I controlli attraverso guardie giurate o agenzie investigative

Il datore del lavoro può scegliere questa attività di controllo solamente con scopi di tutela del patrimonio aziendale e, per tali motivi, è possibile anche utilizzarli per controllare i propri dipendenti per accertare il compimento di illeciti.

L’art. 2 dello Statuto dei Lavoratori (L. 300/1970) prevede che il datore di lavoro possa impiegare le guardie giurate soltanto per scopi di tutela del patrimonio aziendale; pertanto esse non possono accedere ai locali dove si svolge l’attività lavorativa durante l’espletamento delle mansioni, se non eccezionalmente per specifiche e motivate esigenze attinenti ai compiti di tutela del patrimonio aziendale.

La violazione della disposizione sopra richiamata comporta non solo la sospensione della guardia giurata dal servizio, ma anche l’irrogazione di una sanzione penale in capo al datore di lavoro inadempiente.
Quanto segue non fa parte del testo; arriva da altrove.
//! Feed and detail reads
//!
//! Anonymous pages are served through the namespace cache; any write to a
//! content kind flushes that kind's namespace. Authenticated reads skip the
//! cache and carry the viewer's own like/dislike/bookmark/vote state.

use serde::{Deserialize, Serialize};
use std::sync::Arc;

use super::vote::VoteOutcome;
use crate::cache::{content_namespace, CacheKey, NamespaceCache, Viewer};
use crate::db::schemas::{ContentDoc, ContentKind, ContentRef, InteractionKind, OrientationCategory};
use crate::db::store::{ContentStore, Page};
use crate::types::{EngineError, Result};

/// Public counters of one content
#[derive(Debug, Clone, Copy, Default, PartialEq, Eq, Serialize, Deserialize)]
pub struct InteractionCounts {
    pub likes: i64,
    pub dislikes: i64,
    pub bookmarks: i64,
    pub comments: i64,
}

/// What the viewer has done to this content
#[derive(Debug, Clone, Default, PartialEq, Eq, Serialize, Deserialize)]
pub struct ViewerState {
    pub liked: bool,
    pub disliked: bool,
    pub bookmarked: bool,
    #[serde(skip_serializing_if = "Option::is_none")]
    pub vote: Option<OrientationCategory>,
}

/// Rendered content; member sets and voter lists are never exposed
#[derive(Debug, Clone, PartialEq, Serialize, Deserialize)]
pub struct ContentView {
    pub id: String,
    pub kind: ContentKind,
    pub owner_id: String,
    pub title: String,
    pub body: String,
    pub counts: InteractionCounts,
    pub orientation: VoteOutcome,
    pub created_at: String,
    #[serde(skip_serializing_if = "Option::is_none")]
    pub viewer: Option<ViewerState>,
}

impl ContentView {
    pub fn render(content: &ContentDoc, viewer: &Viewer) -> Self {
        let interactions = &content.interactions;
        let viewer = viewer.actor_id().map(|actor_id| ViewerState {
            liked: interactions.get(InteractionKind::Likes).contains(actor_id),
            disliked: interactions.get(InteractionKind::Dislikes).contains(actor_id),
            bookmarked: interactions.get(InteractionKind::Bookmarks).contains(actor_id),
            vote: content.political_orientation.vote_of(actor_id).map(|v| v.category),
        });

        Self {
            id: content.id.clone(),
            kind: content.kind,
            owner_id: content.owner_id.clone(),
            title: content.title.clone(),
            body: content.body.clone(),
            counts: InteractionCounts {
                likes: interactions.likes.count,
                dislikes: interactions.dislikes.count,
                bookmarks: interactions.bookmarks.count,
                comments: interactions.comments.count,
            },
            orientation: VoteOutcome::from(&content.political_orientation),
            created_at: content
                .metadata
                .created_at
                .and_then(|at| at.try_to_rfc3339_string().ok())
                .unwrap_or_default(),
            viewer,
        }
    }
}

#[derive(Debug, Clone, PartialEq, Serialize, Deserialize)]
pub struct FeedPage {
    pub items: Vec<ContentView>,
    /// Live content of this kind
    pub total: u64,
}

#[derive(Clone)]
pub struct FeedReader {
    content: Arc<dyn ContentStore>,
    cache: Arc<NamespaceCache>,
}

impl FeedReader {
    pub fn new(content: Arc<dyn ContentStore>, cache: Arc<NamespaceCache>) -> Self {
        Self { content, cache }
    }

    /// Live content of one kind, newest first
    pub async fn list(&self, kind: ContentKind, page: Page, viewer: &Viewer) -> Result<FeedPage> {
        let key = CacheKey::new(
            &content_namespace(kind),
            &format!("list:skip={}:limit={}", page.skip, page.limit),
        );
        self.cache
            .read_through(viewer, &key, || async {
                let docs = self.content.list_live(kind, page).await?;
                let total = self.content.count_live(kind).await?;
                Ok(FeedPage {
                    items: docs.iter().map(|doc| ContentView::render(doc, viewer)).collect(),
                    total,
                })
            })
            .await
    }

    /// One live content; removed content is `NotFound`
    pub async fn detail(&self, target: &ContentRef, viewer: &Viewer) -> Result<ContentView> {
        let key = CacheKey::new(&content_namespace(target.kind), &format!("detail:{}", target.id));
        self.cache
            .read_through(viewer, &key, || async {
                match self.content.find_content(target).await? {
                    Some(doc) if doc.is_live() => Ok(ContentView::render(&doc, viewer)),
                    _ => Err(EngineError::NotFound(format!("content {target}"))),
                }
            })
            .await
    }
}

#[cfg(test)]
mod tests {
    use super::*;
    use crate::db::schemas::InteractionUser;
    use crate::db::MemoryStore;

    async fn setup() -> (Arc<MemoryStore>, Arc<NamespaceCache>, FeedReader, Vec<ContentRef>) {
        let store = Arc::new(MemoryStore::new());
        let mut refs = Vec::new();
        for title in ["first", "second", "third"] {
            let content = ContentDoc::new(ContentKind::Post, "owner", title, "");
            refs.push(content.content_ref());
            store.insert_content(content).await.unwrap();
            tokio::time::sleep(std::time::Duration::from_millis(2)).await;
        }
        let cache = Arc::new(NamespaceCache::with_defaults());
        let feed = FeedReader::new(store.clone(), cache.clone());
        (store, cache, feed, refs)
    }

    #[tokio::test]
    async fn test_list_newest_first_with_total() {
        let (_store, _cache, feed, _refs) = setup().await;
        let page = feed.list(ContentKind::Post, Page::new(1, 2), &Viewer::Anonymous).await.unwrap();
        assert_eq!(page.total, 3);
        let titles: Vec<&str> = page.items.iter().map(|v| v.title.as_str()).collect();
        assert_eq!(titles, vec!["third", "second"]);
        assert!(page.items[0].viewer.is_none());
    }

    #[tokio::test]
    async fn test_anonymous_list_is_cached_until_invalidated() {
        let (store, cache, feed, refs) = setup().await;
        feed.list(ContentKind::Post, Page::default(), &Viewer::Anonymous).await.unwrap();

        store
            .add_member(&refs[0], InteractionKind::Likes, InteractionUser::now("alice"))
            .await
            .unwrap();

        // Stale until the namespace is flushed
        let stale = feed.list(ContentKind::Post, Page::default(), &Viewer::Anonymous).await.unwrap();
        let first = stale.items.iter().find(|v| v.id == refs[0].id).unwrap();
        assert_eq!(first.counts.likes, 0);

        cache.invalidate_namespace(&content_namespace(ContentKind::Post));
        let fresh = feed.list(ContentKind::Post, Page::default(), &Viewer::Anonymous).await.unwrap();
        let first = fresh.items.iter().find(|v| v.id == refs[0].id).unwrap();
        assert_eq!(first.counts.likes, 1);
    }

    #[tokio::test]
    async fn test_authenticated_detail_bypasses_cache() {
        let (store, cache, feed, refs) = setup().await;
        store
            .add_member(&refs[1], InteractionKind::Bookmarks, InteractionUser::now("alice"))
            .await
            .unwrap();

        let view = feed.detail(&refs[1], &Viewer::Actor("alice".into())).await.unwrap();
        let state = view.viewer.unwrap();
        assert!(state.bookmarked);
        assert!(!state.liked);
        assert_eq!(cache.stats().entries, 0);

        feed.detail(&refs[1], &Viewer::Anonymous).await.unwrap();
        assert_eq!(cache.stats().entries, 1);
    }

    #[tokio::test]
    async fn test_removed_content_is_not_found() {
        let (store, _cache, feed, refs) = setup().await;
        store.soft_delete(&refs[2], bson::DateTime::now()).await.unwrap();

        assert!(matches!(
            feed.detail(&refs[2], &Viewer::Anonymous).await,
            Err(EngineError::NotFound(_))
        ));
        let page = feed.list(ContentKind::Post, Page::default(), &Viewer::Anonymous).await.unwrap();
        assert_eq!(page.total, 2);
    }
}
Il successivo art. 3 pone, inoltre, un generico divieto di effettuare controlli occulti sullo svolgimento dell’attività lavorativa (“i nominativi e le mansioni specifiche del personale addetto alla vigilanza debbono essere comunicati ai lavoratori interessati”) e il suo mancato rispetto implica l’impossibilità per il datore di lavoro di utilizzare quanto segnalato dal personale di vigilanza al fine dell’applicazione delle sanzioni disciplinari.

Nel tempo, alcune pronunce della Corte di Cassazione hanno ammesso i c.d. “controlli difensivi” a tutela del patrimonio aziendale: il datore di lavoro, infatti, può, direttamente o tramite un’agenzia investigativa, effettuare un controllo sul lavoratore, purché non con l’obiettivo di verificare il corretto svolgimento della prestazione, ma piuttosto per accertare il compimento di un illecito da parte del lavoratore, fonte di danno per il datore di lavoro e per l’azienda (Cass., sent. 1.03.2019, n. 6174).

Il controllo mediante guardie giurate o agenzie investigative è ammesso anche laddove vi sia un sospetto o la mera ipotesi che illeciti siano in corso di esecuzione (Cass., sent. 4.09.2018, n. 21621).

Coerentemente con l’orientamento giurisprudenziale in materia di controlli difensivi, un’ordinanza del Tribunale di Padova del 2.10.2019 ha riconosciuto la legittimità del licenziamento per giusta causa del lavoratore che “attesti falsamente la propria presenza sul luogo di lavoro, dal momento che una simile condotta, accertata da un’agenzia investigativa incaricata dal datore di lavoro, integra gli estremi del reato di truffa”.

Tre sono le valutazioni effettuate dal giudice di merito e che ha posto a fondamento della decisione presa: il controllo “non si è risolto in una misura di monitoraggio diretta a colpire indistintamente l’intero staff (…) bensì è consistita in un’attività di controllo specificamente indirizzata nei confronti di un particolare lavoratore indiziato della commissione di condotte penalmente illecite precisamente delineate”; “l’avvio dell’attività di controllo per mezzo dell’agenzia investigativa non è frutto di un’iniziativa arbitraria ed estemporanea del datore di lavoro, bensì è conseguenza delle incongruenze riscontrate dal funzionario aziendale circa l’immotivata assenza del lavoratore in data 26.09.2018, sia delle anomalie rilevate sulla base del confronto tra il planning settimanale e i tabulati attestanti l’orario di lavoro predisposti e compilati dal ricorrente stesso”; “la società resistente ha fatto ricorso ad uno strumento di indagine che risulta essere il meno invasivo tra quelli concretamente disponibili comunque utili allo scopo”, rispettando così in pieno il principio di proporzionalità tra l’obiettivo ed il mezzo utilizzato per perseguirlo.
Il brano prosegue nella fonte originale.